That thunk you just heard? That was my head smacking into my table in frustration.

I’ll explain why this myth is dangerous for writers, especially writers who want to create novels.

Yes, we can learn some things from movies and from TV shows.

We can learn how to create interesting characters that the audience will love, hate, and talk about.

We can learn about hooks. TV shows are especially good at the art of the hook because the writers know how easy it is for the audience to wander off during a commercial. They want to make sure the audience sticks around. (Movies, on the other hand, can’t teach you about hooks.)

We can learn about dialogue (though, even there, you’ll find some differences). Almost anything Joss Whedon worked on would be a great self-study for authors struggling with dialogue.  

No, we can’t learn everything from movies and from TV shows.

In fact, some of the most important elements of fiction writing can’t be learned from a visual medium. The written format brings with it special challenges that we can’t learn how to conquer by watching, only by reading.

We can’t learn internal dialogue. In fact, we can’t learn anything about how to convey the internal life of the character—their thoughts, visceral reactions, or unspoken motivations.

We can’t learn description. In movies and TV shows, the audience sees what’s happening around the characters and they see what each character looks like. As writers, we have to build everything we want the reader to imagine with our words.

We can’t learn proper written story structure. Some elements of structure are the same between movies and novels…and some aren’t. For example, movies have the freedom to start more slowly than books do because, once you’ve bought your ticket and you’re settled in with your popcorn, the movie would have to be pretty bad before you’d walk out. If the start of a book is slow, you’ll never buy it in the first place.

We can’t learn how to balance description, action, dialogue, and internalizations. As I mentioned just a second ago, there isn’t any internalization in movies and TV shows (voice overs don’t count). The description is automatically taken care of. The actors fill in the action. So we can’t see how to weave them together on the page to avoid spots that either drag or leave the reader feeling disconnected from the character or the world.

We can’t learn how to maintain a consistent point of view. Point-of-view errors are non-existent in a movie or TV show. In a book, maintaining a consistent point of view is integral to keeping a strong connection between the reader and the viewpoint character.

We can’t learn how to actually put words into tight, interesting, clear sentences. Just because someone wants to write a book doesn’t mean they were born with this skill. Most of us have to learn it.

I could keep going on the differences, but here’s the bottom line.

For novel writers, movies and TV shows can be good supplements, just like vitamins supplement our regular diet. They’re not a fitting replacement for the regular meals of reading novels.

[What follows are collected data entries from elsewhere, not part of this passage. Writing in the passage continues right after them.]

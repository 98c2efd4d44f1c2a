//! Line sources feeding the pipelines.

use async_trait::async_trait;
use std::fmt;

pub mod file;
pub mod mock;

pub use file::FileLineSource;
pub use mock::MockLineSource;

/// Source of newline-delimited input records.
///
/// Implementations return lines in their original order with line
/// terminators removed. Blank lines are dropped.
#[async_trait]
pub trait LineSource: Send + Sync + fmt::Debug {
    /// Read every line of the input.
    async fn read_lines(&self) -> Result<Vec<String>, SourceError>;

    /// Human-readable description for logs.
    fn describe(&self) -> String;
}

/// Error type for line sources. Always fatal for the stage reading it.
#[derive(Debug, Clone)]
pub enum SourceError {
    /// Underlying I/O failure (missing file, permissions).
    Io(String),
    /// Input bytes could not be decoded (bad LZ4 frame, invalid UTF-8).
    Decode(String),
    /// Other error
    Other(String),
}

impl fmt::Display for SourceError {
    fn fmt(&self, f: &mut fmt::Formatter<'_>) -> fmt::Result {
        match self {
            SourceError::Io(msg) => write!(f, "IO error: {}", msg),
            SourceError::Decode(msg) => write!(f, "Decode error: {}", msg),
            SourceError::Other(msg) => write!(f, "Error: {}", msg),
        }
    }
}

impl std::error::Error for SourceError {}

/// Split decoded text into non-blank lines.
pub fn split_lines(text: &str) -> Vec<String> {
    text.lines()
        .filter(|line| !line.trim().is_empty())
        .map(str::to_string)
        .collect()
}
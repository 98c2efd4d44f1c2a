//! Records flowing between the extraction and aggregation stages.

use crate::domain::GroupKey;
use serde::{Deserialize, Serialize};

/// Absolute change in margin between two consecutive events of one match.
#[derive(Debug, Clone, PartialEq, Eq, Serialize, Deserialize)]
pub struct DeltaRecord {
    pub group_key: GroupKey,
    pub delta: i64,
}

/// Sum of all deltas sharing a group key.
#[derive(Debug, Clone, PartialEq, Eq, Serialize, Deserialize)]
pub struct GroupSum {
    pub group_key: GroupKey,
    pub total: i64,
}

impl GroupSum {
    pub fn new(group_key: GroupKey, total: i64) -> Self {
        Self { group_key, total }
    }
}

/// Largest group total within one run of a super-key.
#[derive(Debug, Clone, PartialEq, Eq, Serialize, Deserialize)]
pub struct RunMax {
    pub super_key: String,
    /// Sub-key of the first group of the run.
    pub period: String,
    pub max: i64,
}

impl RunMax {
    /// Human-readable line key used by the team-swing job.
    pub fn headline(&self) -> String {
        format!(
            "{} team has got the most in the {} quarter | score is:",
            self.super_key, self.period
        )
    }
}

/// Single global maximum across all group totals.
#[derive(Debug, Clone, PartialEq, Eq, Serialize, Deserialize)]
pub struct TopScore {
    pub group_key: GroupKey,
    pub max: i64,
}
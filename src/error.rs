use crate::audit::SinkError;
use crate::config::ConfigError;
use crate::datasource::SourceError;
use crate::domain::LookupTableError;
use thiserror::Error;

/// Fatal errors that abort a pipeline run.
///
/// Per-record problems never show up here; they are skipped and counted.
#[derive(Debug, Error)]
pub enum PipelineError {
    #[error("Configuration error: {0}")]
    Config(#[from] ConfigError),
    #[error("Lookup table error: {0}")]
    LookupTable(#[from] LookupTableError),
    #[error("Input error: {0}")]
    Source(#[from] SourceError),
    #[error("Audit error: {0}")]
    Sink(#[from] SinkError),
    #[error("Output error: {0}")]
    Io(#[from] std::io::Error),
    #[error("Report serialization error: {0}")]
    Report(#[from] serde_json::Error),
    #[error("Partition worker failed: {0}")]
    Worker(#[from] tokio::task::JoinError),
}
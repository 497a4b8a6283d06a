//! # concolic-rs: Concolic exploration of program paths
//!
//! **`concolic-rs`** runs a function on concrete inputs while tracking, for every
//! branch that depends on a symbolic input, the predicate that decided it.
//! Negating those predicates one at a time and asking a solver for a model yields
//! new inputs that drive the function down paths it has not taken yet.
//!
//! ## How it works
//!
//! - Every run records its branch predicates into a [`ConstraintTree`][crate::tree::ConstraintTree]
//!   through the [`PathTracker`][crate::tracker::PathTracker]. New nodes become pending constraints.
//! - The [`ExplorationEngine`][crate::engine::ExplorationEngine] schedules solver attempts on a
//!   bounded pool of preemptible workers, ordered by timeout and arrival.
//! - A failed attempt is retried with the next timeout of the [`TimeoutLadder`][crate::config::TimeoutLadder];
//!   after the last one the opposite branch is archived.
//! - A model re-runs the function with new inputs, which extends the tree.
//!
//! ## Basic Usage
//!
//! ```rust
//! use std::sync::Arc;
//!
//! use concolic_rs::config::ExplorationConfig;
//! use concolic_rs::engine::ExplorationEngine;
//! use concolic_rs::runner::FnTarget;
//! use concolic_rs::solver::search::SearchSolver;
//!
//! let target = FnTarget::new("classify", ["x"], |args, ctx| {
//!     if ctx.branch(&args["x"].gt(10)) {
//!         Ok("big".into())
//!     } else {
//!         Ok("small".into())
//!     }
//! });
//! let invocation = target.invocation().build().unwrap();
//!
//! let engine = ExplorationEngine::new(invocation, target, Arc::new(SearchSolver::new()), ExplorationConfig::default()).unwrap();
//! let result = engine.explore();
//!
//! assert_eq!(result.generated_inputs.len(), 2);
//! assert_eq!(result.tree.len(), 3);
//! ```
//!
//! ## Core Components
//!
//! - **[`engine`]**: the scheduler loop and session results.
//! - **[`tracker`]** and **[`tree`]**: path recording and the constraint tree.
//! - **[`solver`]**: the [`SolverAdapter`][crate::solver::SolverAdapter] contract, an in-process
//!   search solver and an SMT-LIB2 process solver.
//! - **[`runner`]**: the [`TargetRunner`][crate::runner::TargetRunner] contract and native targets.
//! - **[`script`]**: targets written as small script modules.
//! - **[`dot`]**: Graphviz export of the constraint tree.

pub mod binding;
pub mod config;
pub mod dot;
pub mod engine;
pub mod expr;
pub mod pool;
pub mod predicate;
pub mod queue;
pub mod runner;
pub mod script;
pub mod solver;
pub mod sym;
pub mod tracker;
pub mod tree;
pub mod types;
pub mod value;
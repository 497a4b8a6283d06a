//! Target runners: running the explored function once on concrete inputs.
//!
//! A [`TargetRunner`] receives the [`Arguments`] of one run and a
//! [`RunContext`] through which it reports symbolic branches. Faults end the
//! run with a [`Fault`] tagged by the location in the target that raised it;
//! panics are caught and tagged with the panic location.
//!
//! ```
//! use concolic_rs::runner::FnTarget;
//!
//! let target = FnTarget::new("f", ["x"], |args, ctx| {
//!     if ctx.branch(&args["x"].gt(10)) {
//!         Ok("big".into())
//!     } else {
//!         Ok("small".into())
//!     }
//! });
//! let invocation = target.invocation().build().unwrap();
//! assert_eq!(invocation.name(), "f");
//! ```

use std::cell::{Cell, RefCell};
use std::fmt;
use std::panic::{self, AssertUnwindSafe, Location};
use std::sync::Once;

use crate::binding::{Arguments, Invocation, InvocationBuilder};
use crate::sym::Sym;
use crate::tracker::PathTracker;
use crate::types::NodeId;
use crate::value::Value;

/// A failure raised by the target, tagged with where it happened.
#[derive(Debug, Clone, PartialEq, Eq)]
pub struct Fault {
    /// `file:line` inside the target.
    pub location: String,
    pub message: String,
}

impl Fault {
    pub fn new(location: impl Into<String>, message: impl Into<String>) -> Self {
        Fault {
            location: location.into(),
            message: message.into(),
        }
    }

    /// Fault at the caller's location.
    #[track_caller]
    pub fn here(message: impl Into<String>) -> Self {
        let loc = Location::caller();
        Fault::new(format!("{}:{}", loc.file(), loc.line()), message)
    }
}

impl fmt::Display for Fault {
    fn fmt(&self, f: &mut fmt::Formatter<'_>) -> fmt::Result {
        write!(f, "{}: {}", self.location, self.message)
    }
}

/// Result of one concrete run.
#[derive(Debug, Clone, PartialEq, Eq)]
pub enum RunOutcome {
    Normal(Value),
    Failure(Fault),
}

impl RunOutcome {
    pub fn is_failure(&self) -> bool {
        matches!(self, RunOutcome::Failure(_))
    }

    pub fn value(&self) -> Option<&Value> {
        match self {
            RunOutcome::Normal(v) => Some(v),
            RunOutcome::Failure(_) => None,
        }
    }

    pub fn fault(&self) -> Option<&Fault> {
        match self {
            RunOutcome::Normal(_) => None,
            RunOutcome::Failure(f) => Some(f),
        }
    }
}

impl From<Result<Value, Fault>> for RunOutcome {
    fn from(r: Result<Value, Fault>) -> Self {
        match r {
            Ok(v) => RunOutcome::Normal(v),
            Err(f) => RunOutcome::Failure(f),
        }
    }
}

impl fmt::Display for RunOutcome {
    fn fmt(&self, f: &mut fmt::Formatter<'_>) -> fmt::Result {
        match self {
            RunOutcome::Normal(v) => write!(f, "{}", v),
            RunOutcome::Failure(fault) => write!(f, "failure at {}", fault),
        }
    }
}

/// Branch recording for one run.
pub struct RunContext<'a> {
    tracker: &'a mut PathTracker,
    branches: usize,
}

impl<'a> RunContext<'a> {
    pub fn new(tracker: &'a mut PathTracker) -> Self {
        RunContext { tracker, branches: 0 }
    }

    /// Decides a branch on `cond`, recording it if `cond` is symbolic.
    ///
    /// The branch is labeled with the caller's `file:line`.
    #[track_caller]
    pub fn branch(&mut self, cond: &Sym) -> bool {
        let loc = Location::caller();
        self.branch_at(cond, format!("{}:{}", loc.file(), loc.line()))
    }

    /// Like [`branch`][Self::branch], with an explicit label.
    pub fn branch_at(&mut self, cond: &Sym, label: impl Into<String>) -> bool {
        let cond = cond.truthy();
        let outcome = cond.value().truthy();
        if let Some(expr) = cond.expr() {
            self.tracker.record_predicate(expr.clone(), outcome, Some(label.into()));
            self.branches += 1;
        }
        outcome
    }

    /// Number of symbolic branches recorded so far.
    pub fn branches(&self) -> usize {
        self.branches
    }

    /// The node of the last recorded branch.
    pub fn position(&self) -> NodeId {
        self.tracker.current()
    }
}

/// The function under exploration.
pub trait TargetRunner {
    fn name(&self) -> &str;

    /// Runs the target once, reporting symbolic branches through `ctx`.
    fn run(&self, args: &Arguments, ctx: &mut RunContext<'_>) -> RunOutcome;
}

thread_local! {
    static CAPTURING: Cell<bool> = const { Cell::new(false) };
    static LAST_PANIC: RefCell<Option<Fault>> = const { RefCell::new(None) };
}

static HOOK: Once = Once::new();

fn install_hook() {
    HOOK.call_once(|| {
        let previous = panic::take_hook();
        panic::set_hook(Box::new(move |info| {
            if !CAPTURING.with(Cell::get) {
                previous(info);
                return;
            }
            let location = info
                .location()
                .map(|l| format!("{}:{}", l.file(), l.line()))
                .unwrap_or_else(|| "<unknown>".to_string());
            let payload = info.payload();
            let message = if let Some(s) = payload.downcast_ref::<&str>() {
                s.to_string()
            } else if let Some(s) = payload.downcast_ref::<String>() {
                s.clone()
            } else {
                "panic".to_string()
            };
            LAST_PANIC.with(|p| *p.borrow_mut() = Some(Fault { location, message }));
        }));
    });
}

/// Runs `f`, turning a panic into a [`RunOutcome::Failure`] at the panic location.
///
/// Panics raised on this thread while `f` runs are not printed.
pub fn capture_panics(f: impl FnOnce() -> RunOutcome) -> RunOutcome {
    install_hook();
    let was_capturing = CAPTURING.with(|c| c.replace(true));
    LAST_PANIC.with(|p| p.borrow_mut().take());
    let result = panic::catch_unwind(AssertUnwindSafe(f));
    CAPTURING.with(|c| c.set(was_capturing));
    match result {
        Ok(outcome) => outcome,
        Err(_) => {
            let fault = LAST_PANIC
                .with(|p| p.borrow_mut().take())
                .unwrap_or_else(|| Fault::new("<unknown>", "panic"));
            RunOutcome::Failure(fault)
        }
    }
}

/// Target backed by a Rust closure.
pub struct FnTarget<F> {
    name: String,
    params: Vec<String>,
    f: F,
}

impl<F> FnTarget<F>
where
    F: Fn(&Arguments, &mut RunContext<'_>) -> Result<Value, Fault>,
{
    pub fn new<S: Into<String>>(name: impl Into<String>, params: impl IntoIterator<Item = S>, f: F) -> Self {
        FnTarget {
            name: name.into(),
            params: params.into_iter().map(Into::into).collect(),
            f,
        }
    }

    /// Starts binding this target's parameters.
    pub fn invocation(&self) -> InvocationBuilder {
        Invocation::builder(self.name.clone(), self.params.iter().cloned())
    }
}

impl<F> TargetRunner for FnTarget<F>
where
    F: Fn(&Arguments, &mut RunContext<'_>) -> Result<Value, Fault>,
{
    fn name(&self) -> &str {
        &self.name
    }

    fn run(&self, args: &Arguments, ctx: &mut RunContext<'_>) -> RunOutcome {
        capture_panics(|| (self.f)(args, ctx).into())
    }
}

#[cfg(test)]
mod tests {
    use super::*;

    use crate::binding::Inputs;

    use test_log::test;

    #[test]
    fn test_branch_records_only_symbolic_conditions() {
        let mut tracker = PathTracker::new();
        tracker.reset(None);
        let x = Sym::symbolic("x", Value::from(3)).unwrap();
        let mut ctx = RunContext::new(&mut tracker);
        assert!(!ctx.branch(&x.gt(10)));
        assert!(ctx.branch(&Sym::concrete(true)));
        assert!(ctx.branch(&x));
        assert_eq!(ctx.branches(), 2);
        assert_eq!(tracker.take_new_constraints().len(), 2);
    }

    #[test]
    fn test_branch_label_is_caller_location() {
        let mut tracker = PathTracker::new();
        tracker.reset(None);
        let x = Sym::symbolic("x", Value::from(3)).unwrap();
        let mut ctx = RunContext::new(&mut tracker);
        let line = line!() + 1;
        ctx.branch(&x.lt(0));
        let node = ctx.position();
        let label = tracker.find_constraint(node).unwrap().branch_label().unwrap().to_string();
        assert_eq!(label, format!("{}:{}", file!(), line));
    }

    #[test]
    fn test_fn_target_captures_panic_location() {
        let line = line!() + 2;
        let target = FnTarget::new("f", ["x"], |args, _ctx| {
            let y = &args["x"] / 0;
            Ok(y.into_value())
        });
        let inv = target.invocation().build().unwrap();
        let mut tracker = PathTracker::new();
        let mut ctx = RunContext::new(&mut tracker);
        let outcome = target.run(&inv.arguments(&Inputs::new()), &mut ctx);
        let fault = outcome.fault().unwrap();
        assert_eq!(fault.location, format!("{}:{}", file!(), line));
        assert_eq!(fault.message, "division by zero");
    }

    #[test]
    fn test_fault_here() {
        let line = line!() + 1;
        let fault = Fault::here("bad");
        assert_eq!(fault.to_string(), format!("{}:{}: bad", file!(), line));
    }

    #[test]
    fn test_normal_outcome() {
        let outcome = capture_panics(|| RunOutcome::Normal(Value::from(1)));
        assert_eq!(outcome.value(), Some(&Value::from(1)));
        assert!(!outcome.is_failure());
    }
}
//! Fixed-size pool of preemptible solver workers.
//!
//! Each busy slot runs one [`SolverQuery`] on its own thread. Workers talk
//! back only through the completions channel; the control loop owns the
//! slots and is the only code that frees them. A completion is accepted only
//! if the slot that produced it still holds the same job (matched by
//! ticket), so results of cancelled or preempted workers are dropped.
//!
//! # Invariants
//!
//! - A slot holds at most one job
//! - Freeing a slot (by completion, cancellation or reaping) happens on the
//!   control thread, so no completion can arrive for a slot after it is
//!   reused
//! - A job still running past its timeout plus the grace period is taken
//!   off its slot by [`reap_overdue`][WorkerPool::reap_overdue]
//! - [`shutdown`][WorkerPool::shutdown] joins every thread that finishes
//!   within the grace period and abandons the rest

use std::collections::VecDeque;
use std::io;
use std::panic::{self, AssertUnwindSafe};
use std::sync::Arc;
use std::thread::{self, JoinHandle};
use std::time::{Duration, Instant};

use crossbeam_channel::{unbounded, Receiver, RecvTimeoutError, Sender};
use log::{debug, warn};
use thiserror::Error;

use crate::solver::{CancelToken, SolveResult, SolverAdapter, SolverQuery};
use crate::types::NodeId;

/// Result reported by a worker.
#[derive(Debug, Clone)]
pub struct Completion {
    ticket: u64,
    pub slot: usize,
    pub constraint: NodeId,
    pub timeout: Duration,
    pub result: SolveResult,
}

impl Completion {
    /// Completion for an attempt that never started or never answered.
    pub(crate) fn failed(slot: usize, constraint: NodeId, timeout: Duration, reason: String) -> Self {
        Completion {
            ticket: u64::MAX,
            slot,
            constraint,
            timeout,
            result: SolveResult::Unknown(reason),
        }
    }
}

/// A job taken off a slot before it reported.
#[derive(Debug, Copy, Clone, PartialEq, Eq)]
pub struct Displaced {
    pub slot: usize,
    pub constraint: NodeId,
    pub timeout: Duration,
}

/// A worker thread could not be started.
///
/// The slot's previous occupant, if any, was already cancelled and is
/// handed back for requeueing.
#[derive(Debug, Error)]
#[error("failed to start a solver worker: {source}")]
pub struct SpawnError {
    #[source]
    pub source: io::Error,
    pub displaced: Option<Displaced>,
}

struct Slot {
    ticket: u64,
    constraint: NodeId,
    timeout: Duration,
    deadline: Instant,
    cancel: CancelToken,
    handle: JoinHandle<()>,
}

pub struct WorkerPool {
    solver: Arc<dyn SolverAdapter>,
    slots: Vec<Option<Slot>>,
    tx: Sender<Completion>,
    rx: Receiver<Completion>,
    /// Accepted completions not yet handed out, oldest first.
    ready: VecDeque<Completion>,
    /// Threads of cancelled or finished jobs, joined on shutdown.
    retired: Vec<JoinHandle<()>>,
    next_ticket: u64,
    grace: Duration,
    abandoned: usize,
}

const DEFAULT_GRACE: Duration = Duration::from_millis(500);

impl WorkerPool {
    pub fn new(size: usize, solver: Arc<dyn SolverAdapter>) -> Self {
        let (tx, rx) = unbounded();
        WorkerPool {
            solver,
            slots: (0..size).map(|_| None).collect(),
            tx,
            rx,
            ready: VecDeque::new(),
            retired: Vec::new(),
            next_ticket: 0,
            grace: DEFAULT_GRACE,
            abandoned: 0,
        }
    }

    pub fn with_grace(mut self, grace: Duration) -> Self {
        self.grace = grace;
        self
    }

    pub fn size(&self) -> usize {
        self.slots.len()
    }

    /// Number of slots holding a job.
    pub fn busy(&self) -> usize {
        self.slots.iter().filter(|s| s.is_some()).count()
    }

    pub fn free_slot(&self) -> Option<usize> {
        self.slots.iter().position(|s| s.is_none())
    }

    /// Slots currently working on `constraint`.
    pub fn running(&self, constraint: NodeId) -> Vec<usize> {
        self.slots
            .iter()
            .enumerate()
            .filter(|(_, s)| s.as_ref().map_or(false, |s| s.constraint == constraint))
            .map(|(i, _)| i)
            .collect()
    }

    pub fn is_running(&self, constraint: NodeId) -> bool {
        self.slots.iter().flatten().any(|s| s.constraint == constraint)
    }

    /// Starts `query` on `slot`.
    ///
    /// An occupant of the slot is cancelled first and returned so the caller
    /// can requeue it.
    pub fn launch(&mut self, slot: usize, query: SolverQuery) -> Result<Option<Displaced>, SpawnError> {
        let displaced = self.cancel(slot);

        let ticket = self.next_ticket;
        self.next_ticket += 1;
        let constraint = query.constraint;
        let timeout = query.timeout;
        let cancel = CancelToken::new();

        let solver = Arc::clone(&self.solver);
        let tx = self.tx.clone();
        let token = cancel.clone();
        let spawned = thread::Builder::new().name(format!("solver-{}", slot)).spawn(move || {
            let result = match panic::catch_unwind(AssertUnwindSafe(|| solver.solve(&query, &token))) {
                Ok(result) => result,
                Err(_) => SolveResult::Unknown("solver panicked".to_string()),
            };
            if !token.is_cancelled() {
                let _ = tx.send(Completion {
                    ticket,
                    slot,
                    constraint,
                    timeout,
                    result,
                });
            }
        });
        let handle = match spawned {
            Ok(handle) => handle,
            Err(source) => return Err(SpawnError { source, displaced }),
        };

        debug!("slot {}: solving {} with timeout {:?}", slot, constraint, timeout);
        self.slots[slot] = Some(Slot {
            ticket,
            constraint,
            timeout,
            deadline: Instant::now() + timeout + self.grace,
            cancel,
            handle,
        });
        Ok(displaced)
    }

    /// Cancels the job on `slot` and frees the slot. Idempotent.
    pub fn cancel(&mut self, slot: usize) -> Option<Displaced> {
        let s = self.slots.get_mut(slot)?.take()?;
        s.cancel.cancel();
        self.retired.push(s.handle);
        debug!("slot {}: cancelled {}", slot, s.constraint);
        Some(Displaced {
            slot,
            constraint: s.constraint,
            timeout: s.timeout,
        })
    }

    fn accept(&mut self, completion: Completion) {
        let matches = self
            .slots
            .get(completion.slot)
            .and_then(|s| s.as_ref())
            .map_or(false, |s| s.ticket == completion.ticket);
        if !matches {
            debug!("dropping stale completion for {}", completion.constraint);
            return;
        }
        if let Some(s) = self.slots[completion.slot].take() {
            self.retired.push(s.handle);
        }
        self.ready.push_back(completion);
    }

    /// Moves everything the workers have reported into the ready queue.
    pub fn poll(&mut self) {
        while let Ok(c) = self.rx.try_recv() {
            self.accept(c);
        }
    }

    /// Frees slots whose worker ended without reporting, returning their jobs.
    pub fn reap_dead(&mut self) -> Vec<Displaced> {
        let finished: Vec<(usize, u64)> = self
            .slots
            .iter()
            .enumerate()
            .filter_map(|(i, s)| s.as_ref().filter(|s| s.handle.is_finished()).map(|s| (i, s.ticket)))
            .collect();
        if finished.is_empty() {
            return Vec::new();
        }
        // A finished worker's completion, if any, is already in the channel.
        self.poll();

        let mut lost = Vec::new();
        for (i, ticket) in finished {
            if self.slots[i].as_ref().map_or(false, |s| s.ticket == ticket) {
                if let Some(d) = self.cancel(i) {
                    warn!("slot {}: worker for {} died without reporting", i, d.constraint);
                    lost.push(d);
                }
            }
        }
        lost
    }

    /// Cancels jobs still running past their timeout plus the grace period
    /// and returns them. Their threads are retired, not joined.
    pub fn reap_overdue(&mut self) -> Vec<Displaced> {
        let now = Instant::now();
        if !self.slots.iter().flatten().any(|s| s.deadline <= now) {
            return Vec::new();
        }
        // A result that made it in time wins over the deadline.
        self.poll();

        let overdue: Vec<usize> = self
            .slots
            .iter()
            .enumerate()
            .filter_map(|(i, s)| s.as_ref().filter(|s| s.deadline <= now).map(|_| i))
            .collect();
        let mut jobs = Vec::new();
        for i in overdue {
            if let Some(d) = self.cancel(i) {
                warn!("slot {}: worker for {} overran {:?}", i, d.constraint, d.timeout);
                jobs.push(d);
            }
        }
        jobs
    }

    pub fn has_completion(&mut self) -> bool {
        self.poll();
        !self.ready.is_empty()
    }

    /// The oldest accepted completion.
    pub fn next_completion(&mut self) -> Option<Completion> {
        self.poll();
        self.ready.pop_front()
    }

    /// Blocks up to `timeout` for a completion to arrive.
    pub fn wait(&mut self, timeout: Duration) {
        self.join_finished();
        if !self.ready.is_empty() {
            return;
        }
        match self.rx.recv_timeout(timeout) {
            Ok(c) => self.accept(c),
            Err(RecvTimeoutError::Timeout) | Err(RecvTimeoutError::Disconnected) => {}
        }
    }

    fn join_finished(&mut self) {
        let (done, running): (Vec<_>, Vec<_>) = self.retired.drain(..).partition(|h| h.is_finished());
        self.retired = running;
        for h in done {
            let _ = h.join();
        }
    }

    /// Threads that have not finished yet, busy or cancelled.
    pub fn live_workers(&self) -> usize {
        let busy = self.slots.iter().flatten().filter(|s| !s.handle.is_finished()).count();
        let retired = self.retired.iter().filter(|h| !h.is_finished()).count();
        busy + retired
    }

    /// Workers left running by [`shutdown`][WorkerPool::shutdown].
    pub fn abandoned(&self) -> usize {
        self.abandoned
    }

    /// Cancels every job and joins the worker threads, waiting at most the
    /// grace period for them to stop.
    pub fn shutdown(&mut self) {
        for i in 0..self.slots.len() {
            self.cancel(i);
        }
        let deadline = Instant::now() + self.grace;
        loop {
            self.join_finished();
            if self.retired.is_empty() || Instant::now() >= deadline {
                break;
            }
            thread::sleep(Duration::from_millis(1));
        }
        if !self.retired.is_empty() {
            warn!("abandoning {} solver worker(s) that ignored cancellation", self.retired.len());
            self.abandoned += self.retired.len();
            self.retired.clear();
        }
        self.ready.clear();
        while self.rx.try_recv().is_ok() {}
    }
}

impl Drop for WorkerPool {
    fn drop(&mut self) {
        self.shutdown();
    }
}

Writers write. Writers also need to read.

What do you think? Is it essential that someone who wants to write a book also read books?

I’d love to hear your opinion even if you disagree with me. (I welcome discussion here as long as opinions are expressed in a respectful, logical manner. Trolls will be deleted.)

Interested in more ways to improve your writing? Check out my Busy Writer’s Guides such as Description, Deep Point of View, or Internal Dialogue.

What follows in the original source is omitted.